- Seal of the Supreme Court of Illinois
- Court: Supreme Court of Illinois
- Full case name: Penny Pullen, Appellant and Cross-Appellee, v. Rosemary Mulligan, Appellee and Cross-Appellant
- Decided: September 21, 1990
- Citation: 561 N.E.2d 585 (1990)

Case opinions
- Decision by: J. Ward

= Pullen v. Mulligan =

Illinois Supreme Court case

Pullen v. Mulligan, 561 N.E.2d 585 (Ill. 1990), was an Illinois Supreme Court case concerning a March 1990 election recount. At one point decided by a coin toss, the race and recount gained national attention over the issue of abortion. The case was later cited by Vice President Al Gore's legal team during the 2000 Florida recount as precedent for counting "dimpled chads."

== Background ==
Penny Pullen was the leader of the anti-abortion movement in Illinois and assistant minority leader in the Illinois House of Representatives. Following the United States Supreme Court's ruling upholding a Missouri abortion statute in Webster v. Reproductive Health Services, Pullen proposed similar laws in Illinois. Rosemary Mulligan, a paralegal and local abortion rights activist, decided to challenge her in the March 1990 Republican primary. The race gained national attention as anti-abortion and abortion rights groups contributed heavily to both candidates.

On March 20, 1990, Mulligan defeated Pullen by 31 votes on election night. Pullen filed for a recount which took place that summer and eventually resulted in a tie.
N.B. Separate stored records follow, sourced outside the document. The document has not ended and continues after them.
use async_trait::async_trait;

use crate::{
    graders::{
        error::{GraderError, missing_step_types},
        evidence::GraderResult,
    },
    trace::{run::TraceRun, types::StepType},
};

/// A trace evaluator. Deterministic graders implement this with no
/// suspension; judge-backed graders suspend only on their backend call.
#[async_trait]
pub trait Grader: Send + Sync {
    fn name(&self) -> &str;

    /// Step types this grader cannot function without. Grading a trace
    /// that lacks one fails fast instead of silently degrading.
    fn required_step_types(&self) -> &[StepType] {
        &[]
    }

    async fn grade(&self, trace: &TraceRun) -> Result<GraderResult, GraderError>;

    fn check_required_steps(&self, trace: &TraceRun) -> Result<(), GraderError> {
        let missing: Vec<&'static str> = self
            .required_step_types()
            .iter()
            .filter(|required| {
                !trace
                    .steps
                    .iter()
                    .any(|step| step.step_type() == **required)
            })
            .map(|step_type| step_type.as_str())
            .collect();

        if missing.is_empty() {
            Ok(())
        } else {
            Err(missing_step_types(format!(
                "grader '{}' requires step types missing from trace: {}",
                self.name(),
                missing.join(", ")
            )))
        }
    }
}
pub mod corruption;
pub mod error;
pub mod evidence;
pub mod hybrid;
pub mod judge;
pub mod summary;
pub mod traits;

pub use corruption::{DataLossPolicy, MemoryCorruptionGrader};
pub use error::{GraderError, GraderErrorKind};
pub use evidence::{Evidence, GraderResult, Severity};
pub use hybrid::{HybridConfig, HybridMemoryHygieneGrader};
pub use summary::EvaluationSummary;
pub use traits::Grader;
The lower court ordered a coin toss, which Mulligan won. Pullen then appealed to the Illinois Supreme Court which instructed the lower court to determine which disputed ballots would be counted based on the intent of the voter rather than the results determined by the voting machines. On September 21, 1990, the Illinois Supreme Court ruled that Pullen had won by 6 votes.